Algunas variantes del itinerario incluyen en este día la visita al puente colgante de Machu Picchu, que está sobre el río a poca distancia del sitio arqueológico y que ofrece una perspectiva completamente diferente del entorno de la ciudadela desde abajo. La llegada a Aguas Calientes al final de la tarde cierra la parte de trekking del recorrido y abre la última jornada.

Día 5: Machu Picchu desde la perspectiva de quien ha llegado caminando
El quinto día es la visita a Machu Picchu. El acceso desde Aguas Calientes se hace en bus en aproximadamente 25 minutos por la carretera que sube en zigzag por la ladera de la montaña. Desde la entrada del sitio, el circuito principal de la ciudadela lleva por las terrazas agrícolas, el Templo del Sol, la Plaza Principal, el Intihuatana y los sectores residenciales en un recorrido de dos a cuatro horas dependiendo del tiempo disponible.
La ciudadela de Machu Picchu vista desde dentro tiene una escala que las fotografías no transmiten con exactitud. Las terrazas que descienden por la ladera sur de la montaña, el Huayna Picchu elevándose sobre el conjunto al norte y el vacío del valle del Urubamba a cientos de metros abajo por todos los flancos crean una sensación de estar literalmente suspendido entre la montaña y el cielo que es difícil de describir y que solo se comprende estando ahí.
Para quien llega al quinto día del Salkantay Trek, esa visión tiene una capa adicional de significado. No es la primera vez que se ve una foto de Machu Picchu. Pero sí es la primera vez que se ve con el cuerpo que ha atravesado el glaciar del Salkantay, bajado mil quinientos metros en un solo día y caminado junto al Urubamba hasta llegar aquí.
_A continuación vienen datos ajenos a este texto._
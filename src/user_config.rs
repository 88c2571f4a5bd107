use serde::{Deserialize, Serialize};
use std::env;
use std::path::PathBuf;

pub const DEFAULT_API_BASE_URL: &str = "http://localhost:1111";
pub const DEFAULT_TOKEN_PATH: &str = "./var/.auth_token";

pub const ENV_API_BASE_URL: &str = "CHIRPER_API_BASE_URL";
pub const ENV_TOKEN_PATH: &str = "CHIRPER_TOKEN_PATH";

#[derive(Clone, Debug, PartialEq, Eq, Serialize, Deserialize)]
pub struct UserConfig {
    pub api_base_url: String,
    pub token_path: PathBuf,
}

impl Default for UserConfig {
    fn default() -> Self {
        Self {
            api_base_url: DEFAULT_API_BASE_URL.to_string(),
            token_path: PathBuf::from(DEFAULT_TOKEN_PATH),
        }
    }
}

impl UserConfig {
    /// Reads the environment (call `dotenvy::dotenv()` first if `.env` should count). Unset or
    /// empty variables fall back to the defaults.
    pub fn from_env() -> Self {
        Self::from_lookup(|key| env::var(key).ok())
    }

    fn from_lookup(lookup: impl Fn(&str) -> Option<String>) -> Self {
        let defaults = Self::default();
        let non_empty = |key| lookup(key).filter(|value| !value.trim().is_empty());

        Self {
            api_base_url: non_empty(ENV_API_BASE_URL).unwrap_or(defaults.api_base_url),
            token_path: non_empty(ENV_TOKEN_PATH)
                .map(PathBuf::from)
                .unwrap_or(defaults.token_path),
        }
    }

    pub fn with_overrides(mut self, api_base_url: Option<String>, token_path: Option<PathBuf>) -> Self {
        if let Some(api_base_url) = api_base_url {
            self.api_base_url = api_base_url;
        }
        if let Some(token_path) = token_path {
            self.token_path = token_path;
        }
        self
    }
}
use crate::social_client::api;
use crate::social_client::error::ClientError;
use crate::social_client::query::{
    FilterOp, Order, TweetField, TweetListParams, TweetRelation, TweetSort, Tweets,
};
use crate::social_client::{Auth, SocialClient};
use hyper::Method;

impl SocialClient {
    pub async fn create_tweet(
        &self,
        tweet: &api::CreateUpdateTweetDto,
    ) -> Result<api::Tweet, ClientError> {
        self.send_json(Method::POST, &["collections", "tweets"], tweet, Auth::IfPresent)
            .await
    }

    pub async fn tweets(
        &self,
        params: &TweetListParams,
    ) -> Result<api::PaginatedResponse<api::Tweet>, ClientError> {
        self.list(params).await
    }

    pub async fn tweet(
        &self,
        id: &str,
        relations: &[TweetRelation],
    ) -> Result<api::Tweet, ClientError> {
        self.fetch::<Tweets>(id, relations).await
    }

    pub async fn update_tweet(
        &self,
        id: &str,
        tweet: &api::CreateUpdateTweetDto,
    ) -> Result<api::Tweet, ClientError> {
        self.send_json(Method::PUT, &["collections", "tweets", id], tweet, Auth::IfPresent)
            .await
    }

    pub async fn patch_tweet(
        &self,
        id: &str,
        patch: &api::PatchTweetDto,
    ) -> Result<api::Tweet, ClientError> {
        self.send_json(Method::PATCH, &["collections", "tweets", id], patch, Auth::IfPresent)
            .await
    }

    pub async fn delete_tweet(&self, id: &str) -> Result<api::Tweet, ClientError> {
        self.delete(&["collections", "tweets", id], Auth::IfPresent)
            .await
    }

    pub async fn tweet_select_options(&self) -> Result<Vec<api::SelectOption>, ClientError> {
        self.select_options::<Tweets>().await
    }

    /// Substring match on content; `params` supplies paging and sort.
    pub async fn search_tweets(
        &self,
        term: &str,
        params: TweetListParams,
    ) -> Result<api::PaginatedResponse<api::Tweet>, ClientError> {
        let params = params.filter(TweetField::Content, FilterOp::Like, format!("%{term}%"));
        self.list(&params).await
    }

    pub async fn tweets_by_author(
        &self,
        author_id: &str,
        params: TweetListParams,
    ) -> Result<api::PaginatedResponse<api::Tweet>, ClientError> {
        let params = params
            .filter(TweetField::AuthorId, FilterOp::Eq, author_id)
            .with_relation(TweetRelation::Author);
        self.list(&params).await
    }

    pub async fn recent_tweets(
        &self,
        limit: u64,
    ) -> Result<api::PaginatedResponse<api::Tweet>, ClientError> {
        let params = TweetListParams::new()
            .order_by(TweetSort::CreatedAt, Order::Desc)
            .per_page(limit)
            .page(1)
            .relations(&[TweetRelation::Author]);
        self.list(&params).await
    }
}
Esa acumulación de experiencia física convierte la visita al sitio en algo cualitativamente diferente a la de quien sube directamente en bus desde Aguas Calientes sin haber caminado nada antes.
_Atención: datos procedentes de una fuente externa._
use crate::social_client::api;
use crate::social_client::query::TweetRelation;
use crate::social_client::SocialClient;
use crate::store::Session;
use crate::ui::forms::ComposeForm;
use crate::ui::{wrap_paragraphs, ViewError};
use crate::ui_framework::line_buffer::{LineBuffer, LineSegment};
use crate::ui_framework::Render;
use crossterm::style::Color;

const INDENT: &str = "    ";

/// One tweet with its author and comments.
#[derive(Debug)]
pub struct TweetPane {
    client: SocialClient,
    tweet: api::Tweet,
}

impl TweetPane {
    pub async fn load(client: &SocialClient, tweet_id: &str) -> Result<Self, ViewError> {
        let tweet = client
            .tweet(tweet_id, &[TweetRelation::Author, TweetRelation::Comments])
            .await?;
        Ok(Self {
            client: client.clone(),
            tweet,
        })
    }

    pub fn tweet(&self) -> &api::Tweet {
        &self.tweet
    }

    pub fn comments(&self) -> &[api::Comment] {
        self.tweet.comments.as_deref().unwrap_or_default()
    }

    /// Comments on this tweet as the signed-in user. The new comment goes to the top of the
    /// list; if the server did not expand its author, the current user stands in.
    pub async fn comment(
        &mut self,
        session: &Session,
        form: &ComposeForm,
    ) -> Result<&api::Comment, ViewError> {
        let content = form.validate()?;
        let user = session.current_user().ok_or(ViewError::NotSignedIn)?;

        let mut comment = self
            .client
            .create_comment(&api::CreateCommentDto {
                content,
                tweet_id: self.tweet.id.clone(),
                author_id: Some(user.id.clone()),
            })
            .await?;
        if comment.author.is_none() {
            comment.author = Some(user);
        }

        let comments = self.tweet.comments.get_or_insert_with(Vec::new);
        comments.insert(0, comment);
        Ok(&comments[0])
    }
}

impl Render for TweetPane {
    fn render(&self, width: usize) -> LineBuffer {
        let mut buffer = LineBuffer::new();
        let tweet = &self.tweet;

        let tweet_time = tweet.created_at_local().format("%Y-%m-%d %H:%M:%S");
        buffer.push(vec![LineSegment::color(&tweet_time.to_string(), Color::DarkGrey)]);

        let tweet_author = match &tweet.author {
            Some(author) => format!("@{} [{}]", author.username, author.email),
            None => "@[unknown]".to_string(),
        };
        buffer.push(vec![LineSegment::color(&tweet_author, Color::DarkCyan)]);
        buffer.push_newline();

        for line in wrap_paragraphs(&tweet.content, width) {
            buffer.push(vec![LineSegment::plain(&line)]);
        }
        buffer.push_newline();

        let comments = self.comments();
        let heading = match comments.len() {
            1 => "1 comment".to_string(),
            n => format!("{n} comments"),
        };
        buffer.push(vec![LineSegment::bold(&heading)]);

        let inner_width = width.saturating_sub(INDENT.len());
        for comment in comments {
            let comment_time = comment.created_at_local().format("%m-%d %H:%M");
            let comment_author = comment.author_username().unwrap_or("[unknown]");
            buffer.push(vec![
                LineSegment::plain(INDENT),
                LineSegment::color(&format!("@{comment_author}  "), Color::DarkCyan),
                LineSegment::color(&comment_time.to_string(), Color::DarkGrey),
            ]);
            for line in wrap_paragraphs(&comment.content, inner_width) {
                buffer.push(vec![LineSegment::plain(INDENT), LineSegment::plain(&line)]);
            }
        }

        buffer
    }
}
El regreso a Cusco se hace en tren desde Aguas Calientes esa misma tarde, con el paisaje del Valle Sagrado pasando por la ventana en sentido contrario al del primer día. El recorrido completo ha terminado, pero el paisaje del Abra de Salkantay con el glaciar al amanecer, el color de la laguna de Humantay y el olor de los cafetales del tercer día van en el equipaje de vuelta de una forma que no ocupa espacio pero tampoco desaparece.
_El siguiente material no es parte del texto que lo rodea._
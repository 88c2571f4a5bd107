pub mod api;
pub mod auth;
pub mod comments;
pub mod error;
#[cfg(test)]
pub mod mock;
pub mod query;
pub mod transport;
pub mod tweets;
pub mod users;

use crate::social_client::error::{ApiError, ClientError};
use crate::social_client::query::{relations_pair, Collection, ListParams};
use crate::social_client::transport::{ApiRequest, HyperTransport, Transport};
use crate::token_store::TokenStore;
use hyper::Method;
use serde::de::DeserializeOwned;
use serde::Serialize;
use std::sync::Arc;
use url::Url;

/// Whether an endpoint gets the `Authorization: Bearer` header.
#[derive(Debug, Clone, Copy, PartialEq, Eq)]
pub enum Auth {
    None,
    /// Attach the stored token if there is one, otherwise send the request anonymously.
    IfPresent,
    /// Fail with [ClientError::MissingToken] before sending anything if no token is stored.
    Required,
}

#[derive(Debug, Clone)]
pub struct SocialClient {
    transport: Arc<dyn Transport>,
    tokens: Arc<dyn TokenStore>,
    base_url: Url,
}

impl SocialClient {
    pub fn new(
        base_url: &str,
        transport: Arc<dyn Transport>,
        tokens: Arc<dyn TokenStore>,
    ) -> Result<Self, ClientError> {
        let base_url = Url::parse(base_url)?;
        if base_url.cannot_be_a_base() {
            return Err(url::ParseError::RelativeUrlWithCannotBeABaseBase.into());
        }
        Ok(Self {
            transport,
            tokens,
            base_url,
        })
    }

    pub fn with_hyper(base_url: &str, tokens: Arc<dyn TokenStore>) -> Result<Self, ClientError> {
        Self::new(base_url, Arc::new(HyperTransport::new()), tokens)
    }

    pub fn tokens(&self) -> &Arc<dyn TokenStore> {
        &self.tokens
    }

    /// `<base>/api/<segments...>?<query>`, with each segment percent-encoded.
    fn endpoint(&self, segments: &[&str], query: &[(String, String)]) -> Result<Url, ClientError> {
        let mut url = self.base_url.clone();
        url.path_segments_mut()
            .map_err(|_| url::ParseError::RelativeUrlWithCannotBeABaseBase)?
            .pop_if_empty()
            .push("api")
            .extend(segments);

        if !query.is_empty() {
            url.query_pairs_mut().extend_pairs(query);
        }
        Ok(url)
    }

    fn bearer(&self, auth: Auth) -> Result<Option<String>, ClientError> {
        let token = match auth {
            Auth::None => return Ok(None),
            Auth::IfPresent | Auth::Required => self.tokens.load()?,
        };
        match (token, auth) {
            (Some(token), _) => Ok(Some(token.secret().clone())),
            (None, Auth::Required) => Err(ClientError::MissingToken),
            (None, _) => Ok(None),
        }
    }

    async fn request<T: DeserializeOwned>(
        &self,
        method: Method,
        segments: &[&str],
        query: &[(String, String)],
        body: Option<Vec<u8>>,
        auth: Auth,
    ) -> Result<T, ClientError> {
        let request = ApiRequest {
            method,
            url: self.endpoint(segments, query)?,
            bearer: self.bearer(auth)?,
            body,
        };
        let method = request.method.clone();
        let url = request.url.clone();

        let resp = self.transport.send(request).await?;

        if !resp.status.is_success() {
            let api_error = ApiError::from_response(resp.status, &resp.body);
            tracing::warn!(%method, %url, status = api_error.status_code, "request failed: {}", api_error.message);
            return Err(api_error.into());
        }

        Ok(serde_json::from_slice(&resp.body)?)
    }

    pub(crate) async fn get<T: DeserializeOwned>(
        &self,
        segments: &[&str],
        query: &[(String, String)],
        auth: Auth,
    ) -> Result<T, ClientError> {
        self.request(Method::GET, segments, query, None, auth).await
    }

    pub(crate) async fn send_json<B: Serialize, T: DeserializeOwned>(
        &self,
        method: Method,
        segments: &[&str],
        body: &B,
        auth: Auth,
    ) -> Result<T, ClientError> {
        let body = serde_json::to_vec(body)?;
        self.request(method, segments, &[], Some(body), auth).await
    }

    pub(crate) async fn delete<T: DeserializeOwned>(
        &self,
        segments: &[&str],
        auth: Auth,
    ) -> Result<T, ClientError> {
        self.request(Method::DELETE, segments, &[], None, auth).await
    }

    /// `GET /collections/<name>` with the given list parameters.
    pub async fn list<C: Collection>(
        &self,
        params: &ListParams<C>,
    ) -> Result<api::PaginatedResponse<C::Item>, ClientError> {
        self.get(&["collections", C::PATH], &params.to_query_pairs(), Auth::None)
            .await
    }

    /// `GET /collections/<name>/<id>`, optionally expanding relations.
    pub async fn fetch<C: Collection>(
        &self,
        id: &str,
        relations: &[C::Relation],
    ) -> Result<C::Item, ClientError> {
        let query: Vec<(String, String)> = relations_pair(relations).into_iter().collect();
        self.get(&["collections", C::PATH, id], &query, Auth::None)
            .await
    }

    pub async fn select_options<C: Collection>(
        &self,
    ) -> Result<Vec<api::SelectOption>, ClientError> {
        self.get(&["collections", C::PATH, "select-options"], &[], Auth::None)
            .await
    }
}

#[cfg(test)]
mod tests {
    use super::mock::MockTransport;
    use super::query::{TweetRelation, Tweets};
    use super::*;
    use crate::token_store::MemoryTokenStore;
    use serde_json::json;

    fn client(base: &str, transport: &Arc<MockTransport>, tokens: MemoryTokenStore) -> SocialClient {
        SocialClient::new(base, transport.clone(), Arc::new(tokens)).unwrap()
    }

    #[test]
    fn test_endpoint_joins_base_path() {
        let transport = Arc::new(MockTransport::new());
        let root = client("http://localhost:1111/", &transport, MemoryTokenStore::new());
        let url = root
            .endpoint(&["collections", "tweets", "a b"], &[("page".to_string(), "2".to_string())])
            .unwrap();
        assert_eq!(url.as_str(), "http://localhost:1111/api/collections/tweets/a%20b?page=2");

        let nested = client("https://example.com/social", &transport, MemoryTokenStore::new());
        let url = nested.endpoint(&["auth", "users", "me"], &[]).unwrap();
        assert_eq!(url.as_str(), "https://example.com/social/api/auth/users/me");
    }

    #[test]
    fn test_rejects_non_base_url() {
        let transport = Arc::new(MockTransport::new());
        let result = SocialClient::new("mailto:me@example.com", transport, Arc::new(MemoryTokenStore::new()));
        assert!(matches!(result, Err(ClientError::Url(_))));
    }

    #[tokio::test]
    async fn test_fetch_with_relations() {
        let transport = Arc::new(MockTransport::new());
        transport.respond(
            Method::GET,
            "/api/collections/tweets/t1",
            200,
            json!({"id": "t1", "content": "hi", "createdAt": "2024-05-01T10:00:00Z"}),
        );
        let client = client("http://localhost:1111", &transport, MemoryTokenStore::with_token("tok"));

        let tweet = client
            .fetch::<Tweets>("t1", &[TweetRelation::Author, TweetRelation::Comments])
            .await
            .unwrap();
        assert_eq!(tweet.content, "hi");

        let requests = transport.requests();
        assert_eq!(requests.len(), 1);
        assert_eq!(requests[0].query_value("relations").as_deref(), Some("author,comments"));
        // reads are anonymous
        assert_eq!(requests[0].bearer, None);
    }

    #[tokio::test]
    async fn test_error_status_is_passed_through() {
        let transport = Arc::new(MockTransport::new());
        transport.respond(
            Method::GET,
            "/api/collections/tweets/missing",
            404,
            json!({"statusCode": 404, "message": "Tweet not found", "error": "Not Found"}),
        );
        let client = client("http://localhost:1111", &transport, MemoryTokenStore::new());

        let err = client.fetch::<Tweets>("missing", &[]).await.unwrap_err();
        assert_eq!(err.status(), Some(404));
        assert_eq!(err.to_string(), "404: Tweet not found");
    }

    #[tokio::test]
    async fn test_required_auth_fails_without_sending() {
        let transport = Arc::new(MockTransport::new());
        let client = client("http://localhost:1111", &transport, MemoryTokenStore::new());

        let result: Result<api::User, _> = client.get(&["auth", "users", "me"], &[], Auth::Required).await;
        assert!(matches!(result, Err(ClientError::MissingToken)));
        assert!(transport.requests().is_empty());
    }
}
Variantes de la ruta: qué cambia según el itinerario
La ruta básica descrita en esta guía corresponde a la versión estándar de cinco días con campamento. Existen variantes que modifican algunos aspectos del recorrido sin cambiar su carácter esencial.
La versión de cuatro días comprime el tercer y cuarto día en uno solo, con jornadas más largas que no recomiendan los guías con experiencia porque reducen el tiempo disponible para disfrutar el paisaje de los valles bajos. La versión de cinco días con hospedaje en lugar de campamento sustituye las carpas por alojamientos en los poblados del camino, con mayor comodidad nocturna pero menor inmersión en el entorno natural. La variante con visita a Inti Punku añade en el quinto día la caminata hasta la Puerta del Sol antes de bajar a la entrada principal de Machu Picchu, con una extensión de unas dos horas adicionales que merece el esfuerzo si el estado físico del grupo lo permite.

En todas las variantes, el segundo día con el cruce del Abra de Salkantay permanece igual: sigue siendo el corazón del recorrido y el momento que define lo que el trekking es en su totalidad.